Je n’ai pas la connaissance infuse, ce qui va suivre est le fruit d’années à glaner des infos sur la scénarisation et la structure dramatique, majoritairement outre-Atlantique, mais amplement pondérées par des ressources francophones (je me suis notamment payé toute la traduction des termes, parce que mes notes et brouillons étaient tous en anglais…). Il s’agit donc bel et bien de partage d’expériences personnelles et non d’un cours magistral. Après tout, il y en a dont c’est le métier et qui feront ça bien mieux que moi. Si j’ai une ressource principale à citer, c’est Aristote. Vous comprendrez que je peux difficilement lui avoir demandé son accord pour rebondir sur ses préceptes. Le philosophe antique sera amplement crédité avec mes autres sources à la fin de cette série. Sur ce, amorçons la bobine.

« Silence, on tourne ! »

L’effort temps à investir est évidemment dépendant du projet. Je vous annonce une fourchette de 100-125 h qui représente la phase de préparation pour un récit classique sans trop de recherches et mené par un scénariste en herbe. Oui, « préparation », je vous le confirme, vous n’aurez pas écrit une seule ligne de votre premier jet en sortant de cette méthode. Et ce n’est rien. Plus vous passerez de temps sur cette phase de conception, et meilleur sera votre script. Il n’y a pas de victoire rapide dans ce domaine, ce n’est pas un jeu d’arcade, c’est un jeu de rôle en ligne, ça n’en finit pas de progresser…

C’est sans polémique

Dans l’univers de la scénarisation, la question de « structurer sa créativité ou pas » n’a pas lieu d’être comme en littérature. C’est une approche hautement technique de l’écriture, ciblée sur des résultats visuels (théâtre, cinéma, télévision). Aucun script digne de ce nom n’est écrit sans structure, c’est tout bonnement impossible puisque le scénario n’est pas un produit fini, mais l’un des outils d’une très longue liste nécessaire à la production. Son seul but : donner un récit avec lequel le reste de l’équipe peut faire un film… En cela, il se doit d’être structuré, facile à lire et cohérent.

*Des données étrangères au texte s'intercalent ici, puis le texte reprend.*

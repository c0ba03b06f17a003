//! # Virtual Memory Pool
//!
//! A [`VmPool`] hands out page-granular regions of one virtual window of an
//! address space. Regions get no frames when they are allocated: the first
//! touch of each page faults, and the fault handler backs it because the
//! window is registered as legitimate. Releasing a region returns the frames
//! of every page that was actually touched.
//!
//! ## Region table
//!
//! The bookkeeping lives *inside* the window, in its first page:
//!
//! ```text
//! base            base + 4 KiB                                   base + size
//! ┌───────────────┬───────────┬──────────────┬───────────────────┐
//! │ region table  │ region 1  │ region 2     │   (never used)    │
//! └───────────────┴───────────┴──────────────┴───────────────────┘
//! ```
//!
//! Record 0 always describes the table page itself. New regions are appended
//! right after the last live region (a bump pointer), so space freed in the
//! middle of the window is only reclaimed in the `available` counter.

use kernel_vmem::addresses::{PAGE_SIZE, VirtualAddress, VirtualPage, pages_for};
use kernel_vmem::{
    AddressSpace, FaultError, FramePool, Mmu, Paging, PagingConfig, PagingError, PagingMode,
    PoolExtent, PoolHandle, recursive,
};
use kernel_sync::IrqGuard;
use log::{debug, info};

/// One allocated region as stored in the region table.
#[repr(C)]
#[derive(Debug, Copy, Clone, Default, PartialEq, Eq)]
pub struct Region {
    base_address: u32,
    length: u32,
}

/// Number of region records that fit in the table page.
pub const MAX_REGIONS: usize = PAGE_SIZE as usize / size_of::<Region>();

#[repr(C, align(4096))]
struct RegionTable {
    records: [Region; MAX_REGIONS],
}

const _: () = assert!(size_of::<RegionTable>() == PAGE_SIZE as usize);

impl Region {
    #[must_use]
    pub const fn new(base: VirtualAddress, length: u32) -> Self {
        Self {
            base_address: base.as_u32(),
            length,
        }
    }

    #[must_use]
    pub const fn base(&self) -> VirtualAddress {
        VirtualAddress::new(self.base_address)
    }

    /// Length in bytes, always a multiple of the page size.
    #[must_use]
    pub const fn length(&self) -> u32 {
        self.length
    }

    /// The pages covered by the region, in ascending order.
    pub fn pages(&self) -> impl Iterator<Item = VirtualPage> + use<> {
        let first = VirtualPage::containing(self.base()).number();
        (first..first + self.length / PAGE_SIZE).map(VirtualPage::from_number)
    }
}

#[derive(Debug, thiserror::Error, Copy, Clone, PartialEq, Eq)]
pub enum VmPoolError {
    #[error("a VM pool needs at least one page, got {size:#x} bytes")]
    TooSmall { size: u32 },
    #[error("window {base}..+{size:#x} is unaligned, wraps past 4 GiB or overlaps a reserved range")]
    InvalidWindow { base: VirtualAddress, size: u32 },
    #[error("cannot allocate a region of zero bytes")]
    ZeroSized,
    #[error("requested {requested:#x} bytes, pool has {available:#x} left")]
    OutOfSpace { requested: u32, available: u32 },
    #[error("region table is full")]
    RegionTableFull,
    #[error("{0} is the pool's own region table")]
    ReservedRegion(VirtualAddress),
    #[error("no region starts at {0}")]
    UnknownRegion(VirtualAddress),
    #[error(transparent)]
    Fault(#[from] FaultError),
    #[error(transparent)]
    Paging(#[from] PagingError),
}

/// Whether `[base, base + size)` touches the shared region or, in recursive
/// mode, the recursive window.
fn overlaps_reserved(config: &PagingConfig, base: VirtualAddress, size: u32) -> bool {
    let last = base.as_u32() + (size - 1);
    base.as_u32() < config.shared_size
        || (config.mode == PagingMode::Recursive && last >= recursive::WINDOW_BASE.as_u32())
}

/// Region allocator over one window of an address space.
#[derive(Debug)]
pub struct VmPool<'s> {
    space: &'s AddressSpace,
    handle: PoolHandle,
    base: VirtualAddress,
    size: u32,
    region_count: u32,
    available: u32,
}

impl<'s> VmPool<'s> {
    /// Register the window `[base, base + size)` and set up its region table.
    ///
    /// `space` must be the current address space and paging must be enabled;
    /// the table page is faulted in right away. The window may end exactly at
    /// 4 GiB, but it must stay clear of the identity-mapped shared region and,
    /// with [`PagingMode::Recursive`], of the recursive window.
    ///
    /// # Errors
    /// - [`VmPoolError::TooSmall`] if the window cannot hold the table page.
    /// - [`VmPoolError::InvalidWindow`] for an unaligned base, a window that
    ///   wraps around the top of the address space, or one that overlaps a
    ///   reserved range.
    /// - [`VmPoolError::Paging`] if paging is disabled or `space` is not the
    ///   current address space.
    /// - [`VmPoolError::Fault`] if the table page cannot be backed.
    pub fn new<K: FramePool, P: FramePool, M: Mmu>(
        paging: &mut Paging<K, P, M>,
        space: &'s AddressSpace,
        base: VirtualAddress,
        size: u32,
    ) -> Result<Self, VmPoolError> {
        if size < PAGE_SIZE {
            return Err(VmPoolError::TooSmall { size });
        }
        if !base.is_page_aligned()
            || size - 1 > u32::MAX - base.as_u32()
            || overlaps_reserved(paging.config(), base, size)
        {
            return Err(VmPoolError::InvalidWindow { base, size });
        }
        if !paging.is_enabled() {
            return Err(PagingError::PagingDisabled.into());
        }
        if !space.is_current(paging) {
            return Err(PagingError::NotActive(space.directory_frame()).into());
        }

        let _irq = IrqGuard::<M::Interrupts>::new();
        let handle = paging.register_pool(PoolExtent::new(base, size));
        let table: &mut RegionTable = unsafe { paging.access(base)? };
        table.records[0] = Region::new(base, PAGE_SIZE);

        info!("Constructed VM pool at {base}..+{size:#x}");
        Ok(Self {
            space,
            handle,
            base,
            size,
            region_count: 1,
            available: size - PAGE_SIZE,
        })
    }

    #[inline]
    #[must_use]
    pub const fn base(&self) -> VirtualAddress {
        self.base
    }

    #[inline]
    #[must_use]
    pub const fn size(&self) -> u32 {
        self.size
    }

    /// Bytes not currently handed out.
    #[inline]
    #[must_use]
    pub const fn available(&self) -> u32 {
        self.available
    }

    /// Number of live records, including the table page.
    #[inline]
    #[must_use]
    pub const fn region_count(&self) -> u32 {
        self.region_count
    }

    #[inline]
    #[must_use]
    pub const fn handle(&self) -> PoolHandle {
        self.handle
    }

    /// Reserve a region of at least `bytes` bytes, rounded up to whole pages.
    ///
    /// No frames are allocated; pages are backed on first touch.
    ///
    /// # Errors
    /// - [`VmPoolError::ZeroSized`] for `bytes == 0`.
    /// - [`VmPoolError::OutOfSpace`] if the rounded size exceeds what is left,
    ///   or would run past the end of the window.
    /// - [`VmPoolError::RegionTableFull`] if no record is free.
    pub fn allocate<K: FramePool, P: FramePool, M: Mmu>(
        &mut self,
        paging: &mut Paging<K, P, M>,
        bytes: u32,
    ) -> Result<VirtualAddress, VmPoolError> {
        if bytes == 0 {
            return Err(VmPoolError::ZeroSized);
        }
        let out_of_space = VmPoolError::OutOfSpace {
            requested: bytes,
            available: self.available,
        };
        let Some(length) = pages_for(bytes).checked_mul(PAGE_SIZE) else {
            return Err(out_of_space);
        };
        if length > self.available {
            return Err(out_of_space);
        }
        if self.region_count as usize >= MAX_REGIONS {
            return Err(VmPoolError::RegionTableFull);
        }

        let _irq = IrqGuard::<M::Interrupts>::new();
        let table = unsafe { self.table(paging)? };
        let count = self.region_count as usize;
        let last = table.records[count - 1];
        let used = last.base_address - self.base.as_u32() + last.length;
        if length > self.size - used {
            return Err(out_of_space);
        }

        let region = Region::new(self.base + used, length);
        table.records[count] = region;
        self.region_count += 1;
        self.available -= length;

        debug!(
            "Allocated region {}..+{length:#x} ({} pages) from pool at {}",
            region.base(),
            length / PAGE_SIZE,
            self.base
        );
        Ok(region.base())
    }

    /// Release the region that starts at `start` and return its frames.
    ///
    /// Pages of the region that were never touched have no frame and are
    /// skipped. Returns the number of frames given back to the process pool.
    ///
    /// # Errors
    /// - [`VmPoolError::ReservedRegion`] for the pool's own table page.
    /// - [`VmPoolError::UnknownRegion`] if no live region starts at `start`.
    /// - [`VmPoolError::Paging`] if a page cannot be freed.
    pub fn release<K: FramePool, P: FramePool, M: Mmu>(
        &mut self,
        paging: &mut Paging<K, P, M>,
        start: VirtualAddress,
    ) -> Result<u32, VmPoolError> {
        if start == self.base {
            return Err(VmPoolError::ReservedRegion(start));
        }

        let _irq = IrqGuard::<M::Interrupts>::new();
        let table = unsafe { self.table(paging)? };
        let count = self.region_count as usize;
        let Some(index) = table.records[1..count]
            .iter()
            .position(|r| r.base() == start)
            .map(|i| i + 1)
        else {
            return Err(VmPoolError::UnknownRegion(start));
        };

        let region = table.records[index];
        let mut freed = 0;
        for page in region.pages() {
            if self.space.free_page(paging, page)?.is_some() {
                freed += 1;
            }
        }

        table.records.copy_within(index + 1..count, index);
        table.records[count - 1] = Region::default();
        self.region_count -= 1;
        self.available += region.length();

        debug!(
            "Released region {start}..+{:#x}: {freed} frames returned",
            region.length()
        );
        Ok(freed)
    }

    /// Whether the fault handler may back `address` for this pool.
    ///
    /// The window's upper bound is inclusive, see [`PoolExtent::is_legitimate`].
    #[must_use]
    pub const fn is_legitimate(&self, address: VirtualAddress) -> bool {
        PoolExtent::new(self.base, self.size).is_legitimate(address)
    }

    /// The live region records, table page first.
    ///
    /// # Errors
    /// [`VmPoolError::Fault`] if the table page cannot be reached.
    pub fn regions<'p, K: FramePool, P: FramePool, M: Mmu>(
        &self,
        paging: &'p mut Paging<K, P, M>,
    ) -> Result<&'p [Region], VmPoolError> {
        let table = unsafe { self.table(paging)? };
        Ok(&table.records[..self.region_count as usize])
    }

    /// The region table page, faulted in if needed.
    ///
    /// # Safety
    /// The caller picks the lifetime and must not hold two references at once.
    unsafe fn table<'t, K: FramePool, P: FramePool, M: Mmu>(
        &self,
        paging: &mut Paging<K, P, M>,
    ) -> Result<&'t mut RegionTable, VmPoolError> {
        Ok(unsafe { paging.access(self.base)? })
    }
}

La philosophie de cette méthode

Elle tient en un nom, et je l’ai déjà mentionné : Aristote. Il s’agit ni plus ni moins de la dramaturgie grecque. Comprenez bien que celle-ci a beau être créditée à Aristote, elle n’a pas subitement vu le jour en 350 av. J.-C. Elle est le fruit de milliers d’années de tradition orale des conteurs antiques. Elle est la quintessence de ce qui fonctionne pour véhiculer de l’information visuellement et oralement pour marquer les esprits. À savoir : conflit, action et émotion, hiérarchisés dans un ensemble structuré adapté à l’étroitesse de nos esprits : début, milieu, fin. Dans le récit, tout est conflit (obstacles vs objectifs) et action (agissements, progression). Il faut du conflit (au sens large) dans tout récit, c’est ce qui crée les émotions et fait vivre l’histoire. Attention cependant, conflit n’est pas forcément synonyme d’agitation forte type bagarre et poursuite, au contraire, ceci est la manière la plus faible de représenter du conflit. Et il faut de l’action pour gérer ce conflit (encore une fois, au sens « agissements » du terme et non « agitation »). Si le protagoniste ne fait rien, le récit s’enlise. Le précepte « ne dites pas, montrez » est capital en scénarisation. Exposition, caractérisation, atteinte des objectifs, tout doit passer au maximum par une mise en action des personnages.

Trop de blabla

Je sais, ça fait beaucoup de vocabulaire d’un coup – d’où le lexique qui fera l’objet du prochain article –, et puis je m’adresse à des scénaristes, il vous faut sans doute du visuel… Eh bien prenez donc ça :

Ha ! ben oui, c’est du lourd… La bonne nouvelle, c’est que si vous suivez cette série d’articles jusqu’au bout, vous comprendrez la totalité de ces trois graphiques qui résument tout. La mauvaise… c’est que vous ne couperez pas au lexique et à beaucoup de texte explicatif… désolé, l’image ne fait pas tout, et si vous ne supportez pas de lire, vous devriez changer d’occupation, car un scénariste lit autant si ce n’est plus qu’un romancier… 😉

Avertissement

Le document final – et ses six étapes – sera condensé au plus haut point, ce qui lui donnera des allures de méthodologie pointue, rigide et contraignante. Ne vous laissez pas avoir. Le but est d’aider à la conception, jamais de brimer la créativité. Je le répéterai souvent dans les articles, mais n’aurai pas la place de le faire dans le document final : Ne brimez jamais votre désir d’écrire !

Les exemples

La filmographie des dernières décennies nous offrira pléthore d’exemples populaires pour illustrer mes propos, au besoin j’utiliserai mon propre travail de préparation exécuté sur le scénario de « Hack Back ».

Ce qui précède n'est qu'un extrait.